### Problem to work on
From the first line of the records down to the one that holds "pub enum LiteralKind", transcribe each line exactly and add nothing.

Saved entries
::::

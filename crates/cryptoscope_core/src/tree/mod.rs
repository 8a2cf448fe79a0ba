//! The closed syntax tree the detection engine walks.
//!
//! A [`Tree`] is an index-addressed arena of [`Node`]s plus the symbol table
//! recorded while the tree was built. Nodes refer to each other by
//! [`NodeId`]; nothing in the tree is mutated after construction, so the
//! engine and resolver only ever borrow it.
//!
//! The node kinds are deliberately few. Everything the engine cannot reason
//! about is lowered to [`NodeKind::Opaque`], which keeps its children
//! reachable but never resolves to a value.

mod span;

pub use span::Span;

/// Index of a node within its [`Tree`].
#[derive(Debug, Clone, Copy, PartialEq, Eq, Hash, PartialOrd, Ord)]
pub struct NodeId(u32);

impl NodeId {
    #[cfg(test)]
    pub(crate) const fn new(index: u32) -> Self {
        Self(index)
    }

    /// Returns the arena index of this node.
    #[must_use]
    pub const fn index(self) -> usize {
        self.0 as usize
    }
}

/// Index of a symbol within its [`Tree`].
#[derive(Debug, Clone, Copy, PartialEq, Eq, Hash, PartialOrd, Ord)]
pub struct SymbolId(u32);

/// Lexical category of a literal.
#[derive(Debug, Clone, Copy, PartialEq, Eq, Hash)]
pub enum LiteralKind {
    /// Integer literal in any base (`32`, `0x20`, `0o40`, `0b100000`).
    Int,
    /// Floating-point or imaginary literal.
    Float,
    /// Interpreted string literal, quotes included.
    String,
    /// Raw string literal, backticks included.
    RawString,
    /// Rune literal, quotes included.
    Rune,
    /// `true`, `false`, `nil` or `iota`.
    Keyword,
}

/// The shape of a syntax node.
#[derive(Debug, Clone, PartialEq, Eq)]
pub enum NodeKind {
    /// A call: `callee(arguments...)`.
    Invocation {
        /// The called expression (identifier or member select).
        callee: NodeId,
        /// Argument expressions in positional order.
        arguments: Vec<NodeId>,
    },
    /// A qualified reference: `expression.member`.
    MemberSelect {
        /// The qualifier (package alias, receiver, or nested selection).
        expression: NodeId,
        /// The selected member, always an [`NodeKind::Identifier`].
        member: NodeId,
    },
    /// A bare name.
    Identifier {
        /// The identifier text.
        name: String,
        /// The variable this name is bound to, when one is in scope.
        symbol: Option<SymbolId>,
        /// Import path when the name is an import alias (`aes` → `crypto/aes`).
        package: Option<String>,
        /// Declared or inferred type of the bound variable.
        type_name: Option<String>,
    },
    /// A literal value, in its source spelling.
    Literal {
        /// The literal text exactly as written.
        value: String,
        /// Lexical category of the literal.
        kind: LiteralKind,
    },
    /// A statement list with its own lexical scope.
    Block {
        /// Statements in source order.
        statements: Vec<NodeId>,
    },
    /// `x := e`, `var x T = e` or `const x = e`.
    VariableDeclaration {
        /// Declared identifiers, blank identifiers included.
        identifiers: Vec<NodeId>,
        /// Initializer expressions as written.
        initializers: Vec<NodeId>,
    },
    /// A function parameter.
    Parameter {
        /// The parameter's identifier.
        identifier: NodeId,
        /// The declared parameter type.
        type_name: Option<String>,
    },
    /// Any construct the engine does not model.
    Opaque {
        /// Lowered sub-expressions and statements.
        children: Vec<NodeId>,
    },
}

/// A syntax node and its position.
#[derive(Debug, Clone, PartialEq, Eq)]
pub struct Node {
    /// What the node is.
    pub kind: NodeKind,
    /// Where the node appears in the source.
    pub span: Span,
}

/// How a symbol occurrence relates to the variable's value.
#[derive(Debug, Clone, Copy, PartialEq, Eq)]
pub enum UsageKind {
    /// The variable is declared here, optionally with an initial value.
    Declaration {
        /// The initializer bound to this identifier, if any.
        value: Option<NodeId>,
    },
    /// The variable is assigned a new value.
    Assignment {
        /// The assigned expression.
        value: NodeId,
    },
    /// The variable is a function parameter.
    Parameter,
    /// The variable is read.
    Reference,
}

/// One occurrence of a symbol.
#[derive(Debug, Clone, Copy, PartialEq, Eq)]
pub struct Usage {
    /// The identifier node at this occurrence.
    pub identifier: NodeId,
    /// The role of the occurrence.
    pub kind: UsageKind,
}

/// A variable together with every occurrence of it, in source order.
#[derive(Debug, Clone, PartialEq, Eq)]
pub struct Symbol {
    /// The variable name.
    pub name: String,
    /// Declared or inferred type.
    pub type_name: Option<String>,
    /// Every occurrence of the variable in source order.
    pub usages: Vec<Usage>,
}

/// An immutable, index-addressed syntax tree for one source file.
#[derive(Debug, Clone, Default)]
pub struct Tree {
    nodes: Vec<Node>,
    symbols: Vec<Symbol>,
    blocks: Vec<NodeId>,
    references: Vec<NodeId>,
    has_errors: bool,
}

impl Tree {
    /// Returns the node with the given id.
    #[must_use]
    pub fn node(&self, id: NodeId) -> &Node {
        &self.nodes[id.index()]
    }

    /// Returns the kind of the node with the given id.
    #[must_use]
    pub fn kind(&self, id: NodeId) -> &NodeKind {
        &self.node(id).kind
    }

    /// Returns the source span of the node with the given id.
    #[must_use]
    pub fn span(&self, id: NodeId) -> Span {
        self.node(id).span
    }

    /// Returns the symbol with the given id.
    #[must_use]
    pub fn symbol(&self, id: SymbolId) -> &Symbol {
        &self.symbols[id.0 as usize]
    }

    /// Every block in the file, including `case` clause bodies.
    #[must_use]
    pub fn blocks(&self) -> &[NodeId] {
        &self.blocks
    }

    /// Every member select that is not the callee of an invocation.
    ///
    /// These are function values and constants used by reference, such as
    /// `sha256.New` or `tls.VersionTLS12`.
    #[must_use]
    pub fn references(&self) -> &[NodeId] {
        &self.references
    }

    /// Returns `true` if the source contained syntax errors.
    #[must_use]
    pub const fn has_errors(&self) -> bool {
        self.has_errors
    }

    /// Returns the number of nodes in the tree.
    #[must_use]
    pub fn len(&self) -> usize {
        self.nodes.len()
    }

    /// Returns `true` if the tree contains no nodes.
    #[must_use]
    pub fn is_empty(&self) -> bool {
        self.nodes.is_empty()
    }

    /// Iterates over every node id in creation order.
    #[expect(
        clippy::cast_possible_truncation,
        reason = "node counts in a single source file fit in u32"
    )]
    pub fn node_ids(&self) -> impl Iterator<Item = NodeId> + '_ {
        (0..self.nodes.len()).map(|i| NodeId(i as u32))
    }

    /// Returns the identifier name if the node is an identifier.
    #[must_use]
    pub fn identifier_name(&self, id: NodeId) -> Option<&str> {
        match self.kind(id) {
            NodeKind::Identifier { name, .. } => Some(name),
            _ => None,
        }
    }

    /// Returns the bound symbol if the node is an identifier with one.
    #[must_use]
    pub fn identifier_symbol(&self, id: NodeId) -> Option<SymbolId> {
        match self.kind(id) {
            NodeKind::Identifier { symbol, .. } => *symbol,
            _ => None,
        }
    }

    /// Returns the statements of a block node, or an empty slice for any other kind.
    #[must_use]
    pub fn statements(&self, block: NodeId) -> &[NodeId] {
        match self.kind(block) {
            NodeKind::Block { statements } => statements,
            _ => &[],
        }
    }

    /// Returns the arguments of an invocation node, or `None` for any other kind.
    #[must_use]
    pub fn arguments(&self, call: NodeId) -> Option<&[NodeId]> {
        match self.kind(call) {
            NodeKind::Invocation { arguments, .. } => Some(arguments),
            _ => None,
        }
    }
}

/// Incrementally assembles a [`Tree`].
///
/// Child nodes are pushed before their parents, so every [`NodeId`] stored
/// inside a node already exists when the node is added.
#[derive(Debug, Default)]
pub(crate) struct TreeBuilder {
    tree: Tree,
}

impl TreeBuilder {
    #[expect(
        clippy::cast_possible_truncation,
        reason = "node counts in a single source file fit in u32"
    )]
    pub(crate) fn push(&mut self, kind: NodeKind, span: Span) -> NodeId {
        let id = NodeId(self.tree.nodes.len() as u32);
        self.tree.nodes.push(Node { kind, span });
        id
    }

    #[expect(
        clippy::cast_possible_truncation,
        reason = "symbol counts in a single source file fit in u32"
    )]
    pub(crate) fn add_symbol(&mut self, name: &str, type_name: Option<String>) -> SymbolId {
        let id = SymbolId(self.tree.symbols.len() as u32);
        self.tree.symbols.push(Symbol {
            name: name.to_string(),
            type_name,
            usages: Vec::new(),
        });
        id
    }

    pub(crate) fn add_usage(&mut self, symbol: SymbolId, identifier: NodeId, kind: UsageKind) {
        self.tree.symbols[symbol.0 as usize].usages.push(Usage { identifier, kind });
    }

    pub(crate) fn symbol_type(&self, symbol: SymbolId) -> Option<&str> {
        self.tree.symbols[symbol.0 as usize].type_name.as_deref()
    }

    pub(crate) fn set_symbol_type(&mut self, symbol: SymbolId, type_name: String) {
        self.tree.symbols[symbol.0 as usize].type_name = Some(type_name);
    }

    pub(crate) fn register_block(&mut self, block: NodeId) {
        self.tree.blocks.push(block);
    }

    pub(crate) fn register_reference(&mut self, select: NodeId) {
        self.tree.references.push(select);
    }

    pub(crate) fn mark_errors(&mut self) {
        self.tree.has_errors = true;
    }

    pub(crate) fn kind(&self, id: NodeId) -> &NodeKind {
        &self.tree.nodes[id.index()].kind
    }

    pub(crate) fn finish(self) -> Tree {
        self.tree
    }
}

#[cfg(test)]
mod tests {
    use super::*;

    fn identifier(name: &str) -> NodeKind {
        NodeKind::Identifier {
            name: name.to_string(),
            symbol: None,
            package: None,
            type_name: None,
        }
    }

    #[test]
    fn builder_assigns_sequential_ids() {
        let mut builder = TreeBuilder::default();
        let a = builder.push(identifier("a"), Span::default());
        let b = builder.push(identifier("b"), Span::default());
        assert_eq!(a.index(), 0);
        assert_eq!(b.index(), 1);
        assert_eq!(builder.finish().len(), 2);
    }

    #[test]
    fn accessors_discriminate_node_kinds() {
        let mut builder = TreeBuilder::default();
        let callee = builder.push(identifier("make"), Span::default());
        let size = builder.push(
            NodeKind::Literal {
                value: "32".into(),
                kind: LiteralKind::Int,
            },
            Span::default(),
        );
        let call = builder.push(
            NodeKind::Invocation {
                callee,
                arguments: vec![size],
            },
            Span::default(),
        );
        let block = builder.push(NodeKind::Block { statements: vec![call] }, Span::default());
        let tree = builder.finish();

        assert_eq!(tree.identifier_name(callee), Some("make"));
        assert_eq!(tree.identifier_name(size), None);
        assert_eq!(tree.arguments(call), Some(&[size][..]));
        assert_eq!(tree.arguments(block), None);
        assert_eq!(tree.statements(block), &[call]);
        assert!(tree.statements(call).is_empty());
    }

    #[test]
    fn usages_are_recorded_in_order() {
        let mut builder = TreeBuilder::default();
        let symbol = builder.add_symbol("key", None);
        let first = builder.push(identifier("key"), Span::default());
        let second = builder.push(identifier("key"), Span::default());
        builder.add_usage(symbol, first, UsageKind::Declaration { value: None });
        builder.add_usage(symbol, second, UsageKind::Reference);
        builder.set_symbol_type(symbol, "[]byte".into());
        let tree = builder.finish();

        let usages: Vec<_> = tree.symbol(symbol).usages.iter().map(|u| u.identifier).collect();
        assert_eq!(usages, [first, second]);
        assert_eq!(tree.symbol(symbol).type_name.as_deref(), Some("[]byte"));
    }
}
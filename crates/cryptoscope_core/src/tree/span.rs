use std::fmt;

use serde::Serialize;

/// Source location of a syntax node, with 1-indexed line/column and byte offsets.
#[derive(Debug, Clone, Copy, Default, PartialEq, Eq, Hash, PartialOrd, Ord, Serialize)]
pub struct Span {
    /// 1-indexed line number within the file.
    pub line: u32,
    /// 1-indexed column number (in characters, not bytes).
    pub column: u32,
    /// Byte offset of the first character of the node.
    pub byte_start: usize,
    /// Byte offset one past the last character of the node.
    pub byte_end: usize,
}

impl Span {
    /// Creates a span from pre-computed line, column, and byte offsets.
    #[must_use]
    pub const fn new(line: u32, column: u32, byte_start: usize, byte_end: usize) -> Self {
        Self {
            line,
            column,
            byte_start,
            byte_end,
        }
    }

    /// Builds a span from a zero-based row and byte column, as reported by
    /// the parser, converting the column to a character count.
    ///
    /// Falls back to the byte column when the offsets do not fall on UTF-8
    /// character boundaries.
    #[must_use]
    pub fn from_position(content: &str, row: usize, byte_column: usize, byte_start: usize, byte_end: usize) -> Self {
        let line_start = byte_start.saturating_sub(byte_column);
        let column = content
            .get(line_start..byte_start)
            .map_or(byte_column, |prefix| prefix.chars().count());

        Self::new(saturating_u32(row + 1), saturating_u32(column + 1), byte_start, byte_end)
    }

    /// Returns the byte length of the spanned region.
    #[inline]
    #[must_use]
    pub const fn len(&self) -> usize {
        self.byte_end - self.byte_start
    }

    /// Returns `true` if the span covers zero bytes.
    #[inline]
    #[must_use]
    pub const fn is_empty(&self) -> bool {
        self.byte_start == self.byte_end
    }
}

fn saturating_u32(value: usize) -> u32 {
    u32::try_from(value).unwrap_or(u32::MAX)
}

impl fmt::Display for Span {
    fn fmt(&self, f: &mut fmt::Formatter<'_>) -> fmt::Result {
        write!(f, "{}:{}", self.line, self.column)
    }
}

#[cfg(test)]
mod tests {
    use super::*;

    #[test]
    fn from_position_converts_zero_based_row() {
        let span = Span::from_position("aes.NewCipher(key)", 0, 0, 0, 3);
        assert_eq!((span.line, span.column), (1, 1));
    }

    #[test]
    fn from_position_on_later_line_keeps_byte_offsets() {
        let content = "package main\nvar x = 1";
        let span = Span::from_position(content, 1, 4, 17, 18);
        assert_eq!((span.line, span.column), (2, 5));
        assert_eq!((span.byte_start, span.byte_end), (17, 18));
    }

    #[test]
    fn from_position_counts_characters_not_bytes_for_column() {
        let content = "é := 16";
        let span = Span::from_position(content, 0, 6, 6, 8);
        assert_eq!(span.column, 6);
    }

    #[test]
    fn from_position_falls_back_to_byte_column_off_boundary() {
        let content = "é";
        let span = Span::from_position(content, 0, 1, 1, 2);
        assert_eq!(span.column, 2);
    }

    #[test]
    fn len_and_is_empty_follow_byte_offsets() {
        assert_eq!(Span::new(1, 1, 10, 25).len(), 15);
        assert!(Span::new(1, 1, 5, 5).is_empty());
    }

    #[test]
    fn display_formats_as_line_colon_column() {
        assert_eq!(Span::new(42, 13, 0, 10).to_string(), "42:13");
    }

    #[test]
    fn spans_order_by_position() {
        assert!(Span::new(1, 9, 8, 9) < Span::new(2, 1, 10, 11));
    }
}
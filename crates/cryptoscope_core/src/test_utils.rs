//! Test utilities for `cryptoscope_core` (compiled only during testing).

use std::path::Path;

use crate::engine::DetectionEngine;
use crate::finding::{Finding, FindingId};
use crate::go;
use crate::language::GoLanguage;
use crate::mapper::{Asset, AssetKind};
use crate::rule::RuleSet;
use crate::store::DetectionStore;
use crate::tree::{Span, Tree};

/// Parses `source` and runs the builtin rules over it.
pub fn detect(source: &str) -> (Tree, RuleSet, DetectionStore) {
    let tree = go::parse(source).unwrap();
    let rules = RuleSet::builtin().unwrap();
    let mut store = DetectionStore::new();
    DetectionEngine::new(&tree, &rules, &GoLanguage).run(&mut store);
    (tree, rules, store)
}

pub fn make_finding(rule_id: &str, kind: AssetKind, value: &str) -> Finding {
    let path = Path::new("main.go");
    let span = Span::new(3, 5, 20, 38);
    Finding {
        id: FindingId::new(rule_id, path, value),
        path: path.into(),
        span,
        rule_id: rule_id.into(),
        bundle: "test".into(),
        asset: Asset {
            kind,
            value: value.into(),
            span,
            children: Vec::new(),
        },
    }
}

::::

### Reply
filename crates/cryptoscope_core/src/tree/mod.rs
repository 8a2cf448fe79a0ba
//! The closed syntax tree the detection engine walks.
//!
//! A [`Tree`] is an index-addressed arena of [`Node`]s plus the symbol table
//! recorded while the tree was built. Nodes refer to each other by
//! [`NodeId`]; nothing in the tree is mutated after construction, so the
//! engine and resolver only ever borrow it.
//!
//! The node kinds are deliberately few. Everything the engine cannot reason
//! about is lowered to [`NodeKind::Opaque`], which keeps its children
//! reachable but never resolves to a value.

mod span;

pub use span::Span;

/// Index of a node within its [`Tree`].
#[derive(Debug, Clone, Copy, PartialEq, Eq, Hash, PartialOrd, Ord)]
pub struct NodeId(u32);

impl NodeId {
    #[cfg(test)]
    pub(crate) const fn new(index: u32) -> Self {
        Self(index)
    }

    /// Returns the arena index of this node.
    #[must_use]
    pub const fn index(self) -> usize {
        self.0 as usize
    }
}

/// Index of a symbol within its [`Tree`].
#[derive(Debug, Clone, Copy, PartialEq, Eq, Hash, PartialOrd, Ord)]
pub struct SymbolId(u32);

/// Lexical category of a literal.
#[derive(Debug, Clone, Copy, PartialEq, Eq, Hash)]
pub enum LiteralKind {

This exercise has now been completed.